ZHANG Wen-Ju, CHEN Jia-Kuan   

  1. Ministry of Education Key Laboratory for Biociversity Science and Ecological Engineering,Institute of Biodiversity Science,School of Life Sciences,Fudan University,Shanghai 200433
  • Received:2003-04-07 Revised:2003-07-19 Online:2003-09-20 Published:2003-09-20
  • Contact: ZHANG Wen-Ju

Abstract: In the past 10 years, distribution area has become an important concept in macro-ecology.
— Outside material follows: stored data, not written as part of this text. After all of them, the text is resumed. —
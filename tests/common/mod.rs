#![allow(
    clippy::unwrap_used,
    clippy::missing_panics_doc,
    reason = "Do not need additional syntax for setting up tests, and https://github.com/rust-lang/rust-clippy/issues/13981"
)]
#![allow(
    unused,
    reason = "Deeply nested uses in sub-modules are falsely flagged as being unused"
)]

use std::str::FromStr as _;
use std::time::Duration;

use alloy::primitives::{B256, U256};
use alloy::signers::Signer as _;
use alloy::signers::k256::ecdsa::SigningKey;
use alloy::signers::local::LocalSigner;
use httpmock::MockServer;
use polymarket_relayer_client::auth::Credentials;
use polymarket_relayer_client::auth::builder::Config as BuilderConfig;
use polymarket_relayer_client::relayer::types::{Market, WalletIdentity};
use polymarket_relayer_client::relayer::{Client, Config, RetryConfig};
use polymarket_relayer_client::types::Address;
use polymarket_relayer_client::{POLYGON, contract_config};
use reqwest::StatusCode;
use serde_json::json;
use uuid::Uuid;

// publicly known private key
pub const PRIVATE_KEY: &str = "0xac0974bec39a17e36ba4a6b4d238ff944bacb478cbed5efcae784d7bf4f2ff80";
pub const OTHER_PRIVATE_KEY: &str =
    "0x59c6995e998f97a5a0044966f0945389dc9e86dae88c7a8412f4603b6b78690d";

pub const SECRET: &str = "AAAAAAAAAAAAAAAAAAAAAAAAAAAAAAAAAAAAAAAAAAA=";
pub const BUILDER_PASSPHRASE: &str = "passphrase";
pub const BUILDER_API_KEY: Uuid = Uuid::max();

pub const POLY_BUILDER_API_KEY: &str = "POLY_BUILDER_API_KEY";
pub const POLY_BUILDER_PASSPHRASE: &str = "POLY_BUILDER_PASSPHRASE";
pub const POLY_BUILDER_SIGNATURE: &str = "POLY_BUILDER_SIGNATURE";
pub const POLY_BUILDER_TIMESTAMP: &str = "POLY_BUILDER_TIMESTAMP";

pub const RELAY_ADDRESS: &str = "0xa7be1729f709955d7e0081cf07806e9f806dae26";
pub const TRANSACTION_ID: &str = "0190b317-a1d3-7bec-9b91-eeb6dcd3a620";
pub const TRANSACTION_HASH: &str =
    "0x5a1ba9f1a0e6dbc8e5bd4f9b4ec2e3a4ab0c1c43b1f03e1c8fd77cc7d0f3e2d1";

pub type TestSigner = LocalSigner<SigningKey>;

#[must_use]
pub fn signer() -> TestSigner {
    LocalSigner::from_str(PRIVATE_KEY)
        .unwrap()
        .with_chain_id(Some(POLYGON))
}

#[must_use]
pub fn identity(signer: &TestSigner) -> WalletIdentity {
    WalletIdentity::derived(signer.address(), POLYGON).unwrap()
}

#[must_use]
pub fn market() -> Market {
    Market::binary(B256::repeat_byte(0x7f), false)
}

#[must_use]
pub fn builder_config() -> BuilderConfig {
    BuilderConfig::local(Credentials::new(
        BUILDER_API_KEY,
        SECRET.to_owned(),
        BUILDER_PASSPHRASE.to_owned(),
    ))
}

#[must_use]
pub fn config() -> Config {
    Config::builder()
        .poll_interval(Duration::from_millis(10))
        .poll_timeout(Duration::from_secs(2))
        .retry(
            RetryConfig::builder()
                .max_attempts(2)
                .initial_backoff(Duration::from_millis(1))
                .max_backoff(Duration::from_millis(5))
                .build(),
        )
        .build()
}

pub fn client(host: &str) -> anyhow::Result<Client> {
    let contracts = *contract_config(POLYGON).unwrap();

    Ok(Client::new(host, contracts, builder_config(), config())?)
}

/// Serves `/relay-payload` for any address with `nonce`.
pub fn mock_relay_payload(server: &MockServer, nonce: u64) {
    server.mock(|when, then| {
        when.method(httpmock::Method::GET)
            .path("/relay-payload")
            .query_param("type", "PROXY");
        then.status(StatusCode::OK).json_body(json!({
            "address": RELAY_ADDRESS,
            "nonce": nonce.to_string()
        }));
    });
}
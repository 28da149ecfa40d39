//! Re-exported types from external crates for convenience.
//!
//! These types are commonly used in this SDK and are re-exported here
//! so users don't need to add these dependencies to their `Cargo.toml`.

/// Ethereum address type and the [`address!`] macro for compile-time address literals.
/// [`ChainId`] is a type alias for `u64` representing EVM chain IDs.
/// [`Signature`] represents the 65-byte signatures attached to relayed requests.
pub use alloy::primitives::{Address, ChainId, Signature, address};
/// Fixed and dynamic byte types used for condition IDs, hashes and calldata.
pub use alloy::primitives::{B256, Bytes, U256, b256};
/// Date and time types for timestamps in API responses.
pub use chrono::{DateTime, Utc};
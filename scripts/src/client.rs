//! The RPC capabilities the dispatcher relies on, and their implementation
//! over an alloy HTTP provider

use alloy::{
    eips::BlockId,
    network::EthereumWallet,
    primitives::{Address, Bytes, Log, TxHash},
    providers::{DynProvider, Provider, ProviderBuilder},
    rpc::{json_rpc::ErrorPayload, types::TransactionRequest},
    signers::local::PrivateKeySigner,
    transports::{http::reqwest::Url, RpcError, TransportErrorKind},
};
use alloy_sol_types::decode_revert_reason;
use async_trait::async_trait;
use tracing::debug;

use crate::errors::ScriptError;

/// The parts of a transaction receipt the dispatcher consumes
#[derive(Clone, Debug)]
pub struct ReceiptSummary {
    /// The transaction hash
    pub transaction_hash: TxHash,
    /// Whether execution succeeded
    pub success: bool,
    /// The block the transaction was included in
    pub block_number: Option<u64>,
    /// The gas consumed
    pub gas_used: u64,
    /// The logs emitted, in order
    pub logs: Vec<Log>,
}

/// A JSON-RPC capable chain client
#[async_trait]
pub trait ChainClient: Send + Sync {
    /// The chain id of the connected network
    async fn chain_id(&self) -> Result<u64, ScriptError>;

    /// The accounts this client can send from
    async fn accounts(&self) -> Result<Vec<Address>, ScriptError>;

    /// Execute a read-only call, at the latest block unless one is given
    async fn call(
        &self,
        tx: &TransactionRequest,
        block: Option<u64>,
    ) -> Result<Bytes, ScriptError>;

    /// Sign and broadcast a transaction, returning its hash without waiting
    async fn send_transaction(&self, tx: TransactionRequest) -> Result<TxHash, ScriptError>;

    /// Fetch the receipt of a transaction, if it has been included
    async fn receipt(&self, tx_hash: TxHash) -> Result<Option<ReceiptSummary>, ScriptError>;
}

/// A [`ChainClient`] backed by an alloy HTTP provider
///
/// With a private key, transactions are signed locally; otherwise they are sent
/// through `eth_sendTransaction` and signed by the node's unlocked accounts.
pub struct AlloyClient {
    /// The underlying provider
    provider: DynProvider,
    /// The local signer's address, if any
    signer: Option<Address>,
}

impl AlloyClient {
    /// Connect to the given RPC URL, optionally signing with a private key
    pub fn connect(rpc_url: &str, priv_key: Option<&str>) -> Result<Self, ScriptError> {
        let url: Url = rpc_url
            .parse()
            .map_err(|e| ScriptError::ClientInitialization(format!("invalid RPC URL: {e}")))?;

        match priv_key {
            Some(key) => {
                let signer: PrivateKeySigner = key
                    .parse()
                    .map_err(|e| ScriptError::ClientInitialization(format!("invalid key: {e}")))?;
                let address = signer.address();
                let provider = ProviderBuilder::new()
                    .wallet(EthereumWallet::from(signer))
                    .on_http(url)
                    .erased();

                Ok(Self {
                    provider,
                    signer: Some(address),
                })
            }
            None => Ok(Self {
                provider: ProviderBuilder::new().on_http(url).erased(),
                signer: None,
            }),
        }
    }
}

#[async_trait]
impl ChainClient for AlloyClient {
    async fn chain_id(&self) -> Result<u64, ScriptError> {
        self.provider.get_chain_id().await.map_err(map_rpc_error)
    }

    async fn accounts(&self) -> Result<Vec<Address>, ScriptError> {
        if let Some(signer) = self.signer {
            return Ok(vec![signer]);
        }

        self.provider.get_accounts().await.map_err(map_rpc_error)
    }

    async fn call(
        &self,
        tx: &TransactionRequest,
        block: Option<u64>,
    ) -> Result<Bytes, ScriptError> {
        let call = self.provider.call(tx);
        let call = match block {
            Some(number) => call.block(BlockId::number(number)),
            None => call,
        };

        call.await.map_err(map_rpc_error)
    }

    async fn send_transaction(&self, tx: TransactionRequest) -> Result<TxHash, ScriptError> {
        let pending = self
            .provider
            .send_transaction(tx)
            .await
            .map_err(map_rpc_error)?;

        Ok(*pending.tx_hash())
    }

    async fn receipt(&self, tx_hash: TxHash) -> Result<Option<ReceiptSummary>, ScriptError> {
        let receipt = self
            .provider
            .get_transaction_receipt(tx_hash)
            .await
            .map_err(map_rpc_error)?;

        Ok(receipt.map(|r| {
            debug!(tx_hash = %tx_hash, status = r.status(), "fetched receipt");
            ReceiptSummary {
                transaction_hash: r.transaction_hash,
                success: r.status(),
                block_number: r.block_number,
                gas_used: r.gas_used,
                logs: r.inner.logs().iter().map(|l| l.inner.clone()).collect(),
            }
        }))
    }
}

/// The JSON-RPC error code nodes use for reverted execution
const EXECUTION_REVERTED_CODE: i64 = 3;

/// Convert an RPC error into a [`ScriptError`]
fn map_rpc_error(err: RpcError<TransportErrorKind>) -> ScriptError {
    match err.as_error_resp() {
        Some(payload) => payload_error(payload),
        None => ScriptError::Submission(err.to_string()),
    }
}

/// Classify an error response from the node
///
/// Only reverted execution is a contract rejection, carrying the decoded
/// revert reason when the node returned revert data. Any other error response
/// means the request itself failed.
fn payload_error(payload: &ErrorPayload) -> ScriptError {
    let revert_data = payload.as_revert_data();
    let reverted = revert_data.is_some()
        || payload.code == EXECUTION_REVERTED_CODE
        || payload.message.contains("execution reverted");
    if !reverted {
        return ScriptError::Submission(format!("{} (code {})", payload.message, payload.code));
    }

    let reason = revert_data
        .and_then(|data| decode_revert_reason(&data))
        .unwrap_or_else(|| payload.message.to_string());
    ScriptError::ContractRevert(reason)
}
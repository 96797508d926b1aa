//! Common types used throughout the administration scripts, independent of any
//! network connection

#![deny(missing_docs)]
#![deny(clippy::missing_docs_in_private_items)]

pub mod constants;
pub mod credentials;
pub mod types;
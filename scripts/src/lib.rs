//! Scripts for administering a deployed staking network: changing settings,
//! registering groups, minting, funding and depositing.

#![deny(missing_docs)]
#![deny(clippy::missing_docs_in_private_items)]

pub mod cli;
pub mod client;
pub mod coercion;
pub mod commands;
pub mod constants;
pub mod dispatcher;
pub mod errors;
pub mod invoker;
pub mod registry;
pub mod resolver;
pub mod submitter;
pub mod types;
pub mod utils;

#[cfg(test)]
mod test_helpers;
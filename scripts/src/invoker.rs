//! Binding of contract methods into validated calls, and their execution

use std::sync::Arc;

use alloy::{
    dyn_abi::{DynSolType, DynSolValue, FunctionExt},
    json_abi::Function,
    primitives::{Address, U256},
};
use itertools::Itertools;
use tracing::debug;

use crate::{
    client::ChainClient,
    errors::ScriptError,
    submitter::Submitter,
    types::{CallKind, CallRequest, ContractRef, TransactionOutcome},
};

/// The result of an invocation
#[derive(Clone, Debug)]
pub enum Invocation {
    /// The decoded return values of a read-only call
    Returned(Vec<DynSolValue>),
    /// The outcome of a state-changing transaction
    Submitted(TransactionOutcome),
}

impl Invocation {
    /// The return values of a query
    pub fn into_returned(self) -> Result<Vec<DynSolValue>, ScriptError> {
        match self {
            Invocation::Returned(values) => Ok(values),
            Invocation::Submitted(outcome) => Err(ScriptError::Submission(format!(
                "expected return values, {} was sent instead",
                outcome.tx_hash
            ))),
        }
    }

    /// The outcome of a transaction
    pub fn into_outcome(self) -> Result<TransactionOutcome, ScriptError> {
        match self {
            Invocation::Submitted(outcome) => Ok(outcome),
            Invocation::Returned(_) => Err(ScriptError::Submission(
                "expected a transaction, the call was only queried".to_string(),
            )),
        }
    }
}

/// Executes validated calls, either as queries or as transactions
pub struct Invoker<C> {
    /// The client queries are executed through
    client: Arc<C>,
    /// The submitter transactions are delegated to
    submitter: Submitter<C>,
}

impl<C: ChainClient> Invoker<C> {
    /// Create an invoker over the given client and submitter
    pub fn new(client: Arc<C>, submitter: Submitter<C>) -> Self {
        Self { client, submitter }
    }

    /// The submitter transactions are delegated to
    pub fn submitter(&self) -> &Submitter<C> {
        &self.submitter
    }

    /// Execute a read-only call and decode its return values
    async fn query(&self, request: &CallRequest) -> Result<Vec<DynSolValue>, ScriptError> {
        let tx = request.to_transaction()?;
        debug!(call = %request, "querying");
        let data = self.client.call(&tx, None).await?;

        request
            .function()
            .abi_decode_output(&data, true)
            .map_err(|e| ScriptError::CalldataConstruction(format!("{request}: {e}")))
    }

    /// Execute a call as a query or as a transaction
    pub async fn invoke(
        &self,
        request: &CallRequest,
        kind: CallKind,
    ) -> Result<Invocation, ScriptError> {
        match kind {
            CallKind::Query => self.query(request).await.map(Invocation::Returned),
            CallKind::Transaction => {
                self.submitter.submit(request).await.map(Invocation::Submitted)
            }
        }
    }
}

/// Bind a method and arguments into a [`CallRequest`]
///
/// Fails with `UnknownMethod` if the interface has no such method, and with
/// `ArgumentMismatch` if no overload accepts the arguments. No network
/// access happens here.
pub fn prepare(
    contract: Arc<ContractRef>,
    method: &str,
    args: Vec<DynSolValue>,
    sender: Address,
    value: U256,
    gas_limit: u64,
) -> Result<CallRequest, ScriptError> {
    let overloads = contract.abi().function(method).ok_or_else(|| {
        ScriptError::UnknownMethod {
            contract: contract.name().to_string(),
            method: method.to_string(),
        }
    })?;

    let mismatch = |reason: String| ScriptError::ArgumentMismatch {
        contract: contract.name().to_string(),
        method: method.to_string(),
        reason,
    };

    let candidates: Vec<&Function> = overloads
        .iter()
        .filter(|f| f.inputs.len() == args.len())
        .collect();
    if candidates.is_empty() {
        let expected = overloads.iter().map(|f| f.inputs.len()).join(" or ");
        return Err(mismatch(format!(
            "expected {} arguments, got {}",
            expected,
            args.len()
        )));
    }

    let mut first_err = None;
    for function in candidates {
        match conform_args(function, &args) {
            Ok(conformed) => {
                let function = function.clone();
                return Ok(CallRequest::new(
                    contract, function, conformed, sender, value, gas_limit,
                ));
            }
            Err(reason) => {
                first_err.get_or_insert(reason);
            }
        }
    }

    Err(mismatch(first_err.unwrap_or_default()))
}

/// Check arguments against a function's declared inputs, narrowing unsigned
/// integers to the declared width
fn conform_args(function: &Function, args: &[DynSolValue]) -> Result<Vec<DynSolValue>, String> {
    function
        .inputs
        .iter()
        .zip(args)
        .enumerate()
        .map(|(i, (input, arg))| {
            let ty = DynSolType::parse(&input.selector_type())
                .map_err(|e| format!("argument {i} has an unsupported type: {e}"))?;
            let value = match (&ty, arg) {
                (DynSolType::Uint(bits), DynSolValue::Uint(n, _)) => {
                    if n.bit_len() > *bits {
                        return Err(format!("argument {i}: {n} does not fit in uint{bits}"));
                    }
                    DynSolValue::Uint(*n, *bits)
                }
                _ => arg.clone(),
            };

            if !ty.matches(&value) {
                let got = value
                    .as_type()
                    .map(|t| t.sol_type_name().into_owned())
                    .unwrap_or_else(|| "an untyped value".to_string());
                return Err(format!("argument {i}: expected {}, got {got}", ty.sol_type_name()));
            }

            Ok(value)
        })
        .collect()
}
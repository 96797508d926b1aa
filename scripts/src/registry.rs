//! The static registry of network settings the scripts can change

use admin_common::types::{
    BoolMode, ContractName, ParamType,
    ParamType::{Address, Bool, Integer},
    SettingDescriptor,
};

use crate::errors::ScriptError;

/// A setting: how its tokens are coerced and which contract methods change
/// and read it
#[derive(Clone, Copy, Debug)]
pub struct SettingEntry {
    /// The setting's type signature; its name is the registry key
    pub descriptor: SettingDescriptor,
    /// The contract holding the setting
    pub contract: ContractName,
    /// The method changing the setting
    pub setter: &'static str,
    /// The method reading the setting back, if it has one
    pub getter: Option<&'static str>,
}

impl SettingEntry {
    /// The registry key of the setting
    pub fn name(&self) -> &'static str {
        self.descriptor.name
    }
}

/// Shorthand for a fixed-arity setting
const fn entry(
    name: &'static str,
    params: &'static [ParamType],
    contract: ContractName,
    setter: &'static str,
    getter: Option<&'static str>,
) -> SettingEntry {
    SettingEntry {
        descriptor: SettingDescriptor::fixed(name, params),
        contract,
        setter,
        getter,
    }
}

/// Every registered setting
pub static SETTINGS: &[SettingEntry] = &[
    // Deposits
    entry(
        "deposit-allowed",
        &[Bool],
        ContractName::RocketDepositSettings,
        "setDepositAllowed",
        Some("getDepositAllowed"),
    ),
    entry(
        "deposit-chunk-size",
        &[Integer],
        ContractName::RocketDepositSettings,
        "setDepositChunkSize",
        Some("getDepositChunkSize"),
    ),
    entry(
        "minimum-deposit",
        &[Integer],
        ContractName::RocketDepositSettings,
        "setMinimumDepositAmount",
        Some("getMinimumDepositAmount"),
    ),
    entry(
        "maximum-deposit",
        &[Integer],
        ContractName::RocketDepositSettings,
        "setMaximumDepositAmount",
        Some("getMaximumDepositAmount"),
    ),
    entry(
        "withdrawal-allowed",
        &[Bool],
        ContractName::RocketDepositSettings,
        "setWithdrawalAllowed",
        Some("getWithdrawalAllowed"),
    ),
    entry(
        "refund-deposit-allowed",
        &[Bool],
        ContractName::RocketDepositSettings,
        "setRefundDepositAllowed",
        Some("getRefundDepositAllowed"),
    ),
    // Minipools
    SettingEntry {
        descriptor: SettingDescriptor::fixed("minipool-new-enabled", &[Bool])
            .with_bool_mode(BoolMode::IntegerTruthiness),
        contract: ContractName::RocketMinipoolSettings,
        setter: "setMinipoolNewEnabled",
        getter: Some("getMinipoolNewEnabled"),
    },
    SettingEntry {
        descriptor: SettingDescriptor::fixed("minipool-closing-enabled", &[Bool])
            .with_bool_mode(BoolMode::IntegerTruthiness),
        contract: ContractName::RocketMinipoolSettings,
        setter: "setMinipoolClosingEnabled",
        getter: Some("getMinipoolClosingEnabled"),
    },
    entry(
        "minipool-withdrawal-fee-address",
        &[Address],
        ContractName::RocketMinipoolSettings,
        "setMinipoolWithdrawalFeeDepositAddress",
        Some("getMinipoolWithdrawalFeeDepositAddress"),
    ),
    entry(
        "minipool-staking-duration",
        &[ParamType::String, Integer],
        ContractName::RocketMinipoolSettings,
        "setMinipoolStakingDuration",
        None,
    ),
    // One call per duration, each taking `(duration, enabled)`
    SettingEntry {
        descriptor: SettingDescriptor::variadic(
            "minipool-staking-duration-enabled",
            &[Bool, ParamType::String],
            0,
        ),
        contract: ContractName::RocketMinipoolSettings,
        setter: "setMinipoolStakingDurationEnabled",
        getter: None,
    },
    // Nodes
    entry(
        "node-new-allowed",
        &[Bool],
        ContractName::RocketNodeSettings,
        "setNewAllowed",
        Some("getNewAllowed"),
    ),
    entry(
        "node-ether-min",
        &[Integer],
        ContractName::RocketNodeSettings,
        "setEtherMin",
        Some("getEtherMin"),
    ),
    entry(
        "node-inactive-automatic",
        &[Bool],
        ContractName::RocketNodeSettings,
        "setInactiveAutomatic",
        Some("getInactiveAutomatic"),
    ),
    // Groups
    entry(
        "group-default-fee",
        &[Integer],
        ContractName::RocketGroupSettings,
        "setDefaultFee",
        Some("getDefaultFee"),
    ),
    entry(
        "group-max-fee",
        &[Integer],
        ContractName::RocketGroupSettings,
        "setMaxFee",
        Some("getMaxFee"),
    ),
    entry(
        "group-new-fee",
        &[Integer],
        ContractName::RocketGroupSettings,
        "setNewFee",
        Some("getNewFee"),
    ),
    entry(
        "group-new-fee-address",
        &[Address],
        ContractName::RocketGroupSettings,
        "setNewFeeAddress",
        Some("getNewFeeAddress"),
    ),
];

/// Look up a setting by name
pub fn lookup(name: &str) -> Result<&'static SettingEntry, ScriptError> {
    SETTINGS
        .iter()
        .find(|entry| entry.name() == name)
        .ok_or_else(|| ScriptError::UnknownSetting(name.to_string()))
}
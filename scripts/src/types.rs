//! Type definitions used throughout the scripts

use std::{
    collections::BTreeMap,
    fmt::{self, Display},
    sync::Arc,
};

use admin_common::types::ContractName;
use alloy::{
    dyn_abi::{DynSolValue, JsonAbiExt},
    json_abi::{Function, JsonAbi},
    network::TransactionBuilder,
    primitives::{Address, Bytes, TxHash, U256},
    rpc::types::TransactionRequest,
};

use crate::errors::ScriptError;

/// The identity of a chain, as reported by `eth_chainId` or set by the operator
#[derive(Clone, Copy, Debug, PartialEq, Eq, Hash, PartialOrd, Ord)]
pub struct NetworkId(pub u64);

impl Display for NetworkId {
    fn fmt(&self, f: &mut fmt::Formatter<'_>) -> fmt::Result {
        write!(f, "{}", self.0)
    }
}

/// A contract interface bound to an address
#[derive(Debug)]
pub struct ContractRef {
    /// The contract's name
    name: ContractName,
    /// The contract's method and event signatures
    abi: Arc<JsonAbi>,
    /// The contract's address
    address: Address,
}

impl ContractRef {
    /// Bind an interface to an address
    pub fn new(name: ContractName, abi: Arc<JsonAbi>, address: Address) -> Self {
        Self { name, abi, address }
    }

    /// The contract's name
    pub fn name(&self) -> ContractName {
        self.name
    }

    /// The contract's interface
    pub fn abi(&self) -> &JsonAbi {
        &self.abi
    }

    /// The contract's address
    pub fn address(&self) -> Address {
        self.address
    }
}

/// Whether an invocation reads state or changes it
#[derive(Clone, Copy, Debug, PartialEq, Eq)]
pub enum CallKind {
    /// An `eth_call`, returning decoded values immediately
    Query,
    /// A transaction, returning once it is included
    Transaction,
}

/// A fully validated contract call, ready to be queried or submitted
#[derive(Clone, Debug)]
pub struct CallRequest {
    /// The contract being called
    contract: Arc<ContractRef>,
    /// The method overload being called
    function: Function,
    /// The arguments, already checked against `function`'s inputs
    args: Vec<DynSolValue>,
    /// The account sending the call
    sender: Address,
    /// The native-currency amount attached to the call
    value: U256,
    /// The gas ceiling for the call
    gas_limit: u64,
}

impl CallRequest {
    /// Construct a request. Callers must have checked `args` against
    /// `function`'s inputs, see [`crate::invoker::prepare`].
    pub(crate) fn new(
        contract: Arc<ContractRef>,
        function: Function,
        args: Vec<DynSolValue>,
        sender: Address,
        value: U256,
        gas_limit: u64,
    ) -> Self {
        Self {
            contract,
            function,
            args,
            sender,
            value,
            gas_limit,
        }
    }

    /// The contract being called
    pub fn contract(&self) -> &Arc<ContractRef> {
        &self.contract
    }

    /// The method overload being called
    pub fn function(&self) -> &Function {
        &self.function
    }

    /// The name of the method being called
    pub fn method(&self) -> &str {
        &self.function.name
    }

    /// The call arguments
    pub fn args(&self) -> &[DynSolValue] {
        &self.args
    }

    /// The account sending the call
    pub fn sender(&self) -> Address {
        self.sender
    }

    /// The native-currency amount attached to the call
    pub fn value(&self) -> U256 {
        self.value
    }

    /// The gas ceiling for the call
    pub fn gas_limit(&self) -> u64 {
        self.gas_limit
    }

    /// The ABI-encoded calldata
    pub fn calldata(&self) -> Result<Bytes, ScriptError> {
        self.function
            .abi_encode_input(&self.args)
            .map(Bytes::from)
            .map_err(|e| ScriptError::CalldataConstruction(e.to_string()))
    }

    /// The RPC transaction request for this call
    pub fn to_transaction(&self) -> Result<TransactionRequest, ScriptError> {
        Ok(TransactionRequest::default()
            .with_from(self.sender)
            .with_to(self.contract.address())
            .with_input(self.calldata()?)
            .with_value(self.value)
            .with_gas_limit(self.gas_limit))
    }
}

impl Display for CallRequest {
    fn fmt(&self, f: &mut fmt::Formatter<'_>) -> fmt::Result {
        write!(f, "{}.{}", self.contract.name(), self.function.name)
    }
}

/// A decoded event log
#[derive(Clone, Debug, PartialEq)]
pub struct EmittedEvent {
    /// The address of the emitting contract
    pub address: Address,
    /// The event's fields, in declaration order
    pub fields: Vec<(String, DynSolValue)>,
}

impl EmittedEvent {
    /// Look up a field by name
    pub fn field(&self, name: &str) -> Option<&DynSolValue> {
        self.fields.iter().find(|(n, _)| n == name).map(|(_, v)| v)
    }
}

/// The result of a submitted transaction
#[derive(Clone, Debug)]
pub struct TransactionOutcome {
    /// The transaction hash
    pub tx_hash: TxHash,
    /// Whether the transaction executed successfully
    pub success: bool,
    /// The block the transaction was included in
    pub block_number: Option<u64>,
    /// The gas consumed by the transaction
    pub gas_used: u64,
    /// The decoded events, keyed by event name, in log order
    pub emitted_events: BTreeMap<String, Vec<EmittedEvent>>,
    /// The failure reason, when `success` is false
    pub error_message: Option<String>,
}

impl TransactionOutcome {
    /// Promote a failed outcome to a [`ScriptError::TransactionFailed`]
    pub fn ensure_success(self) -> Result<Self, ScriptError> {
        if self.success {
            return Ok(self);
        }

        Err(ScriptError::TransactionFailed {
            tx_hash: self.tx_hash,
            reason: self
                .error_message
                .unwrap_or_else(|| "transaction reverted".to_string()),
        })
    }

    /// The given field of the first emitted event with the given name
    pub fn event_field(&self, event: &str, field: &str) -> Option<&DynSolValue> {
        self.emitted_events
            .get(event)
            .and_then(|events| events.first())
            .and_then(|e| e.field(field))
    }

    /// An address carried by an emitted event, e.g. a contract created by the transaction
    pub fn derived_address(&self, event: &str, field: &str) -> Result<Address, ScriptError> {
        self.event_field(event, field)
            .and_then(DynSolValue::as_address)
            .ok_or_else(|| ScriptError::MissingEvent {
                event: event.to_string(),
                field: field.to_string(),
            })
    }
}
Species geographic range is not only closely related to extinction, niche breadth, and ecological invasion, but is also connected with local abundance and the latitudinal gradient in species richness. In this paper, recent advances in species geographic range (distribution area) were reviewed.  The review showed that:(i) The positive abundance-geographic range relationship is a very general biogeographic pattern, but it is restricted by the history of species, the scale of sample, the mobility of species, etc.  (ii) Though the latitudinal gradient in species geographic range size (Rapoport′s rule) sometimes is violated, especially in low latitude regions, it still has significance in biogeography and can be extended to altitudinal gradients of mountains and depth gradients of oceans. (iii) Species geographic range, local abundance, extinction rate, niche breadth, and the latitudinal gradient in species richness and in geographic range size often interact with each other, and a simple positive or negative relation cannot describe their actual relationship. (iiii) The theoretical explanation for the abundance-geographic range relationship, Rapoport′s rule, and the latitudinal gradient in species richness is one of the most controversial questions in recent biogeography.